115    Na réplica, a recorrente afirma que o artigo 50.o do Regulamento n.o 1107/2009 em nada impedia a Comissão de fixar por si própria medidas de atenuação dos riscos no Regulamento de Execução 2021/2049. Ora, tal argumento é inoperante, na medida em que não põe em causa a constatação feita pela Comissão na decisão recorrida, segundo a qual, com base no sistema do Regulamento n.o 1107/2009, cabe aos Estados‑Membros determinar condições adequadas aquando da autorização dos produtos, que podem ir além das restrições relativas à substância ativa impostas a nível da União. As remissões efetuadas pela recorrente para o artigo 6.o e para o artigo 36.o, n.o 3, do Regulamento n.o 1107/2009, admitindo que fossem admissíveis, também não permitem pôr em causa esta conclusão.

116    Quanto ao segundo argumento, relativo ao reconhecimento mútuo, os elementos invocados pela recorrente são igualmente inoperantes, na medida em que, tratando‑se de uma substância candidata a substituição, o artigo 41.o, n.o 2, alínea b), do Regulamento n.o 1107/2009 isenta precisamente essa substância da aplicação do reconhecimento mútuo obrigatório.

117    A recorrente alega, no entanto, que, por força desta disposição, os Estados‑Membros estão autorizados a aplicar o procedimento de reconhecimento mútuo, o que, na prática, levaria a uma corrida com a proposta mais baixa.
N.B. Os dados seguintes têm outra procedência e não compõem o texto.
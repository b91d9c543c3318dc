// SPDX-License-Identifier: MPL-2.0
//! Application layer - Ports between the domain and infrastructure.
//!
//! - [`port`]: Trait definitions (interfaces) for dependency inversion
//!
//! # Dependency Rule
//!
//! - Application layer depends on domain layer (uses domain types)
//! - Infrastructure layer (`video_player`) implements application layer ports
//! - Presentation layer (`ui`, `app`) drives the ports through the playback controller

pub mod port;
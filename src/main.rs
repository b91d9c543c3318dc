// SPDX-License-Identifier: MPL-2.0
use dicebench::app::{self, Flags};
use tracing_subscriber::EnvFilter;

/// Environment variable holding the log filter, e.g. `dicebench=debug`.
const LOG_ENV: &str = "DICEBENCH_LOG";

const USAGE: &str = "\
DiceBench - post-human level benchmark showcase

USAGE:
    dicebench [OPTIONS]

OPTIONS:
    -h, --help               Print this help
        --lang <LOCALE>      Interface language (en-US, fr)
        --config-dir <DIR>   Directory holding settings.toml
        --catalog <FILE>     Catalog TOML listing the quiz clips
        --media-dir <DIR>    Directory of clips; scanned when no catalog is given

ENVIRONMENT:
    DICEBENCH_CONFIG_DIR     Same as --config-dir (the flag wins)
    DICEBENCH_DATA_DIR       Base directory for relative clip paths
    DICEBENCH_LOG            Log filter (default: info)
";

fn parse_flags() -> Result<Option<Flags>, pico_args::Error> {
    let mut args = pico_args::Arguments::from_env();
    if args.contains(["-h", "--help"]) {
        return Ok(None);
    }

    let flags = Flags {
        lang: args.opt_value_from_str("--lang")?,
        config_dir: args.opt_value_from_str("--config-dir")?,
        catalog: args.opt_value_from_str("--catalog")?,
        media_dir: args.opt_value_from_str("--media-dir")?,
    };

    let rest = args.finish();
    if !rest.is_empty() {
        return Err(pico_args::Error::ArgumentParsingFailed {
            cause: format!("unexpected arguments: {rest:?}"),
        });
    }
    Ok(Some(flags))
}

fn init_logging() {
    let filter = EnvFilter::try_from_env(LOG_ENV).unwrap_or_else(|_| EnvFilter::new("info"));
    tracing_subscriber::fmt().with_env_filter(filter).init();
}

fn main() -> iced::Result {
    let flags = match parse_flags() {
        Ok(Some(flags)) => flags,
        Ok(None) => {
            print!("{USAGE}");
            return Ok(());
        }
        Err(err) => {
            eprintln!("error: {err}\n\n{USAGE}");
            std::process::exit(2);
        }
    };

    init_logging();
    tracing::info!(version = env!("CARGO_PKG_VERSION"), "starting dicebench");
    app::run(flags)
}
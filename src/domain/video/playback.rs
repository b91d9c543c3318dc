// SPDX-License-Identifier: MPL-2.0
//! Video playback state machine.
//!
//! ```text
//! Unloaded -> Loading -> Ready <-> Playing <-> Paused
//!                |         |          |          |
//!                +---------+----------+----------+--> Error
//! ```
//!
//! `Error` is terminal for the clip until it is loaded again.

/// Current playback status of the displayed clip.
#[derive(Debug, Clone, Copy, PartialEq, Eq, Default)]
pub enum PlaybackStatus {
    /// No clip assigned.
    #[default]
    Unloaded,
    /// Clip opened, waiting for metadata.
    Loading,
    /// Metadata known, never played.
    Ready,
    /// Frames are advancing.
    Playing,
    /// Stopped at the current position.
    Paused,
    /// The clip could not be opened or decoded.
    Error,
}

impl PlaybackStatus {
    #[must_use]
    pub fn is_playing(self) -> bool {
        matches!(self, Self::Playing)
    }

    #[must_use]
    pub fn is_paused(self) -> bool {
        matches!(self, Self::Paused)
    }

    #[must_use]
    pub fn is_loading(self) -> bool {
        matches!(self, Self::Loading)
    }

    #[must_use]
    pub fn is_error(self) -> bool {
        matches!(self, Self::Error)
    }

    /// Returns true once metadata is known and the clip has not failed.
    #[must_use]
    pub fn is_loaded(self) -> bool {
        matches!(self, Self::Ready | Self::Playing | Self::Paused)
    }

    /// Returns true if the transport accepts play/pause/seek.
    #[must_use]
    pub fn accepts_transport_commands(self) -> bool {
        self.is_loaded()
    }
}

#[cfg(test)]
mod tests {
    use super::*;

    #[test]
    fn default_is_unloaded() {
        assert_eq!(PlaybackStatus::default(), PlaybackStatus::Unloaded);
    }

    #[test]
    fn state_checks() {
        assert!(PlaybackStatus::Playing.is_playing());
        assert!(!PlaybackStatus::Paused.is_playing());

        assert!(PlaybackStatus::Paused.is_paused());
        assert!(PlaybackStatus::Loading.is_loading());
        assert!(PlaybackStatus::Error.is_error());
    }

    #[test]
    fn loaded_states_accept_commands() {
        for status in [
            PlaybackStatus::Ready,
            PlaybackStatus::Playing,
            PlaybackStatus::Paused,
        ] {
            assert!(status.accepts_transport_commands());
        }
        for status in [
            PlaybackStatus::Unloaded,
            PlaybackStatus::Loading,
            PlaybackStatus::Error,
        ] {
            assert!(!status.accepts_transport_commands());
        }
    }
}
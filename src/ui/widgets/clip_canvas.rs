// SPDX-License-Identifier: MPL-2.0
//! Canvas program drawing the current clip frame with zoom and pan.
//!
//! The frame is fitted inside the widget bounds (contain), then magnified
//! by the [`ZoomTransform`] and clipped to the fitted area. The canvas only
//! reports wheel and press events; drags are tracked by the application's
//! pointer subscription once a press has started a gesture.

use crate::domain::video::{NormPoint, ZoomTransform};
use crate::ui::design_tokens::palette;
use crate::ui::state::gesture::{normalize, PointerId};
use iced::mouse::{self, ScrollDelta};
use iced::widget::canvas::{self, Frame, Geometry};
use iced::widget::{image, Action};
use iced::{touch, Event, Point, Rectangle, Renderer, Size, Theme};

/// Pixel scroll distance counted as one wheel notch.
const PIXELS_PER_NOTCH: f32 = 120.0;

pub struct ClipCanvas<'a, Message> {
    frame: Option<&'a image::Handle>,
    frame_size: Size,
    zoom: ZoomTransform,
    on_wheel: fn(f32, NormPoint) -> Message,
    on_press: fn(PointerId, Point, Rectangle) -> Message,
}

impl<'a, Message> ClipCanvas<'a, Message> {
    pub fn new(
        frame: Option<&'a image::Handle>,
        frame_size: Size,
        zoom: ZoomTransform,
        on_wheel: fn(f32, NormPoint) -> Message,
        on_press: fn(PointerId, Point, Rectangle) -> Message,
    ) -> Self {
        Self {
            frame,
            frame_size,
            zoom,
            on_wheel,
            on_press,
        }
    }
}

/// Largest rectangle of the frame's aspect ratio centered in `bounds`.
#[must_use]
pub fn fit_contain(frame: Size, bounds: Rectangle) -> Rectangle {
    if frame.width <= 0.0 || frame.height <= 0.0 || bounds.height <= 0.0 {
        return bounds;
    }
    let frame_aspect = frame.width / frame.height;
    let bounds_aspect = bounds.width / bounds.height;

    let (width, height) = if frame_aspect > bounds_aspect {
        (bounds.width, bounds.width / frame_aspect)
    } else {
        (bounds.height * frame_aspect, bounds.height)
    };
    Rectangle {
        x: bounds.x + (bounds.width - width) / 2.0,
        y: bounds.y + (bounds.height - height) / 2.0,
        width,
        height,
    }
}

fn scroll_notches(delta: &ScrollDelta) -> f32 {
    match delta {
        ScrollDelta::Lines { y, .. } => *y,
        ScrollDelta::Pixels { y, .. } => *y / PIXELS_PER_NOTCH,
    }
}

impl<Message> canvas::Program<Message> for ClipCanvas<'_, Message> {
    type State = ();

    fn update(
        &self,
        _state: &mut Self::State,
        event: &Event,
        bounds: Rectangle,
        cursor: mouse::Cursor,
    ) -> Option<Action<Message>> {
        self.frame?;
        let content = fit_contain(self.frame_size, bounds);

        match event {
            Event::Mouse(mouse::Event::WheelScrolled { delta }) => {
                let position = cursor.position_over(content)?;
                let notches = scroll_notches(delta);
                if notches == 0.0 {
                    return None;
                }
                Some(
                    Action::publish((self.on_wheel)(notches, normalize(position, content)))
                        .and_capture(),
                )
            }
            Event::Mouse(mouse::Event::ButtonPressed(mouse::Button::Left)) => {
                let position = cursor.position_over(content)?;
                Some(Action::publish((self.on_press)(PointerId::Mouse, position, content)).and_capture())
            }
            Event::Touch(touch::Event::FingerPressed { id, position }) => {
                if !content.contains(*position) {
                    return None;
                }
                Some(
                    Action::publish((self.on_press)(PointerId::Finger(id.0), *position, content))
                        .and_capture(),
                )
            }
            _ => None,
        }
    }

    fn draw(
        &self,
        _state: &Self::State,
        renderer: &Renderer,
        _theme: &Theme,
        bounds: Rectangle,
        _cursor: mouse::Cursor,
    ) -> Vec<Geometry> {
        let mut frame = Frame::new(renderer, bounds.size());
        frame.fill_rectangle(Point::ORIGIN, bounds.size(), palette::BLACK);

        if let Some(handle) = self.frame {
            let content = fit_contain(
                self.frame_size,
                Rectangle::new(Point::ORIGIN, bounds.size()),
            );
            let scale = self.zoom.scale().value();
            let offset = self.zoom.offset();

            frame.with_clip(content, |clipped| {
                clipped.draw_image(
                    Rectangle {
                        x: offset.x * content.width,
                        y: offset.y * content.height,
                        width: scale * content.width,
                        height: scale * content.height,
                    },
                    canvas::Image::new(handle.clone()),
                );
            });
        }

        vec![frame.into_geometry()]
    }

    fn mouse_interaction(
        &self,
        _state: &Self::State,
        bounds: Rectangle,
        cursor: mouse::Cursor,
    ) -> mouse::Interaction {
        let content = fit_contain(self.frame_size, bounds);
        if self.frame.is_some() && !self.zoom.is_identity() && cursor.is_over(content) {
            mouse::Interaction::Grab
        } else {
            mouse::Interaction::default()
        }
    }
}
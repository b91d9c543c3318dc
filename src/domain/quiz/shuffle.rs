// SPDX-License-Identifier: MPL-2.0
//! Unbiased permutation of quiz items.

use rand::seq::SliceRandom;
use rand::Rng;

/// Returns a uniformly random permutation of `items` (Fisher-Yates through
/// [`SliceRandom::shuffle`]). The input slice is left untouched.
pub fn shuffle<T: Clone, R: Rng + ?Sized>(items: &[T], rng: &mut R) -> Vec<T> {
    let mut out = items.to_vec();
    out.shuffle(rng);
    out
}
Ora, admitindo que tal fenómeno se verificasse, na falta de uma exceção de ilegalidade do artigo 41.o do Regulamento n.o 1107/2009 suscitada pela recorrente, esse argumento também não é suscetível de demonstrar que a Comissão cometeu um erro de direito ou um erro manifesto de apreciação ao recordar, na decisão recorrida, o papel dos Estados‑Membros nos termos do Regulamento n.o 1107/2009.

118    Por conseguinte, devem ser julgados improcedentes todos os argumentos da recorrente relativos às observações preliminares enunciadas pela Comissão no anexo da decisão recorrida.

C.      Quanto às alegações da recorrente em apoio do seu pedido de reexame interno (segunda parte do fundamento único)

[OMISSIS]

1.      Quanto à sétima alegação, relativa à falta de exame da toxicidade crónica da formulação representativa apresentada pelo requerente

[OMISSIS]

435    Por conseguinte, há que julgar improcedente a sétima alegação e negar integralmente provimento ao recurso.

 Quanto às despesas

436    Nos termos do artigo 134.o, n.o 1, do Regulamento de Processo, a parte vencida é condenada nas despesas se a parte vencedora o tiver requerido. Tendo a recorrente sido vencida, há que condená‑la nas despesas, nos termos do pedido da Comissão.

Pelos fundamentos expostos,

O TRIBUNAL GERAL (Quarta Secção)

decide:

1)      É negado provimento ao recurso.

2)      A Pesticide Action Network Europe (PAN Europe) é condenada nas despesas.

Da Silva Passos

Reine

Pynnä

Proferido em audiência pública no Luxemburgo, em 21 de fevereiro de 2024.

Assinaturas


*      Língua do processo: francês.


1      Apenas são reproduzidos os números do presente acórdão cuja publicação o Tribunal Geral considera útil.